Come October at Yost Ice Arena, you might have to look twice to make sure you’re cheering for the right team. The graduation of 10 seniors from the defending CCHA champions means there’s going to be a lot of new faces wearing the Maize and Blue out on the ice and hanging around the Michigan locker room.
Talent-wise, these newcomers are capable of stepping in to regular roles in the Wolverine lineup. The class includes Jack Johnson — projected as a No. 2 overall pick in the NHL Draft, which will occur soon after the collective bargaining agreement is resolved — his fellow U.S. national team member Mark Mitera and the highly touted Canadian Junior Hockey star Andrew Cogliano. Despite the skill level of these newcomers, Michigan’s coaches will still look to their veteran leadership to help ease the rookies’ transition into college hockey.
Instead of naming a captain and a pair of alternates, the Wolverines’ coaching staff elected three seniors — goaltender Al Montoya, forward Jeff Tambellini and center Andrew Ebbett — as tri-captains for the upcoming season.
“We think with having a big freshman class it will help having three C’s rather than a C and 2 A’s,” assistant coach Billy Powers said. “Our freshman can look up and, instead of seeing one guy, thinking, ‘(departing captain Eric) Nystrom’s our captain’, now they’ve got three guys that they can look up to.”
After backstopping Michigan’s run to the CCHA’s regular season and tournament titles last season, Montoya is confident that the tri-captains can help maintain Michigan’s excellence on the ice despite all the new faces.
“Obviously when you come to Michigan, the number one thing is to play in championships and to be a great team,” Montoya said. “This year is no different.
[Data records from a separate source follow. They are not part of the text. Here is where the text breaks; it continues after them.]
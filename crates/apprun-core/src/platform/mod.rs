//! Collaborator seam towards the cloud platform that reconciles a topology.
//!
//! The resolver never talks to the platform itself; a [`Platform`] receives the finished
//! topology exactly once. Retries, rollback and partial-failure handling belong to the
//! implementation behind this trait.
mod error;
pub use error::PlatformError;

mod manifest;
pub use manifest::ManifestPlatform;

use apprun_model::ResourceTopology;
use async_trait::async_trait;

/// Result of a successful submission.
#[derive(Debug, Clone, PartialEq, Eq)]
pub struct Submission {
    /// Public HTTPS address of the managed service.
    pub service_url: String,
}

/// Platform that reconciles resource topologies.
#[async_trait]
pub trait Platform: Send + Sync {
    /// Platform name used in logs and diagnostics.
    fn name(&self) -> &'static str;

    /// Submit the whole topology. All-or-nothing from the caller's point of view.
    async fn submit(&self, topology: &ResourceTopology) -> Result<Submission, PlatformError>;
}
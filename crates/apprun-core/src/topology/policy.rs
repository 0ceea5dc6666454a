//! Extraction of IAM statements from classified policy fragments.
//!
//! Accepted fragment shapes:
//! - a policy document, `{"Statement": <statement> | [<statement>, ...]}`;
//! - a bare statement object;
//! - an array of statements.
use apprun_model::PolicyStatement;
use serde_json::Value;
use tracing::warn;

/// Valid statements of one fragment. Malformed statements are skipped with a warning.
pub fn statements(key: &str, fragment: &Value) -> Vec<PolicyStatement> {
    let candidates = match candidates(fragment) {
        Some(c) => c,
        None => {
            warn!(key, "skipping IAM policy fragment that is neither a statement, a list of statements nor a policy document");
            return Vec::new();
        }
    };

    candidates
        .into_iter()
        .enumerate()
        .filter_map(|(index, value)| match PolicyStatement::from_json(value) {
            Ok(stmt) => Some(stmt),
            Err(e) => {
                warn!(key, index, error = %e, "skipping malformed IAM policy statement");
                None
            }
        })
        .collect()
}

fn candidates(fragment: &Value) -> Option<Vec<&Value>> {
    match fragment {
        Value::Object(map) => match map.get("Statement") {
            Some(Value::Array(items)) => Some(items.iter().collect()),
            Some(single @ Value::Object(_)) => Some(vec![single]),
            Some(_) => None,
            None => Some(vec![fragment]),
        },
        Value::Array(items) => Some(items.iter().collect()),
        _ => None,
    }
}
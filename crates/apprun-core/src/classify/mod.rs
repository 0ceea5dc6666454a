//! Classifier that partitions the environment bundle into disjoint buckets.
//!
//! Rules are applied per key, first match wins:
//! 1. policy key prefix (`IAM_POLICY_`, `iamPolicy`) -> policy fragment (value must be JSON);
//! 2. flag key prefix (`useAwsVpcEndpoint`) -> feature flag;
//! 3. value starting with `secret://` -> secret payload;
//! 4. anything else -> plain runtime variable.
//!
//! Routing looks only at the key and the value of one entry, so the result never
//! depends on the order of the bundle.
use apprun_model::{
    ClassifiedEnv, ENDPOINT_FLAG_PREFIX, EndpointFlag, Flag, IAM_POLICY_PREFIXES, RawEnv,
    SECRET_MARKER, SecretPayload,
};
use serde_json::Value;
use tracing::{debug, instrument, warn};

/// Destination of a single bundle entry.
#[derive(Debug, Clone, PartialEq)]
pub enum Route {
    Policy(Value),
    Flag(Flag),
    Secret(SecretPayload),
    Plain(String),
    /// Policy key whose value failed to parse; dropped from every bucket.
    Rejected,
}

/// Partition a bundle. Never fails: malformed policy fragments are dropped with a warning.
#[instrument(level = "debug", skip_all, fields(keys = raw.len()))]
pub fn classify(raw: &RawEnv) -> ClassifiedEnv {
    let mut out = ClassifiedEnv::default();

    for (key, value) in raw.iter() {
        match route(key, value) {
            Route::Policy(fragment) => {
                out.policies.insert(key.to_string(), fragment);
            }
            Route::Flag(flag) => {
                if EndpointFlag::from_key(key).is_none() {
                    warn!(key, "unrecognized VPC endpoint flag, it has no effect");
                }
                out.flags.insert(key, flag);
            }
            Route::Secret(payload) => {
                out.secrets.insert(key.to_string(), payload);
            }
            Route::Plain(value) => {
                out.plain.insert(key.to_string(), value);
            }
            Route::Rejected => {
                out.rejected.insert(key.to_string());
            }
        }
    }

    debug!(
        plain = out.plain.len(),
        secrets = out.secrets.len(),
        policies = out.policies.len(),
        flags = out.flags.len(),
        rejected = out.rejected.len(),
        "environment classified"
    );
    out
}

/// Route one entry according to the precedence rules.
pub fn route(key: &str, value: &Value) -> Route {
    if is_policy_key(key) {
        return match parse_policy(value) {
            Ok(fragment) => Route::Policy(fragment),
            Err(e) => {
                warn!(key, error = %e, "dropping IAM policy fragment that is not valid JSON");
                Route::Rejected
            }
        };
    }

    if key.starts_with(ENDPOINT_FLAG_PREFIX) {
        return Route::Flag(Flag::from_json(value));
    }

    if let Value::String(s) = value {
        if let Some(payload) = secret_payload(s) {
            return Route::Secret(payload);
        }
    }

    Route::Plain(plain_value(value))
}

pub fn is_policy_key(key: &str) -> bool {
    IAM_POLICY_PREFIXES.iter().any(|p| key.starts_with(p))
}

/// Extract the payload of a `secret://` value.
///
/// The payload runs from the first marker to the next marker or the end of the value,
/// so `secret://one secret://two` keeps only `one `.
pub fn secret_payload(value: &str) -> Option<SecretPayload> {
    let rest = value.strip_prefix(SECRET_MARKER)?;
    let payload = rest.split(SECRET_MARKER).next().unwrap_or_default();
    Some(SecretPayload::new(payload))
}

/// Strings are parsed as JSON text; inline objects and arrays are taken as they are.
fn parse_policy(value: &Value) -> Result<Value, serde_json::Error> {
    match value {
        Value::String(s) => serde_json::from_str(s),
        other => Ok(other.clone()),
    }
}

/// Strings pass through verbatim; other JSON values keep their JSON text.
fn plain_value(value: &Value) -> String {
    match value {
        Value::String(s) => s.clone(),
        other => other.to_string(),
    }
}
We have lost a few good players, but this year we’re getting a couple of great players.”
Added Tambellini: “Freshmen at Michigan have never been the problem for the last three or four years.”
Montoya has a unique perspective from his position in Michigan’s goal crease, and he hopes to use his viewpoint to catch and fix freshman mistakes.
“I’m going to have a lot of new faces in front of me,” Montoya said. “I have to take it upon myself to help them because I do see the whole ice. I see everything that happens in front of me. So anything that I can give to those guys that I’ve experienced over the past few years will help.”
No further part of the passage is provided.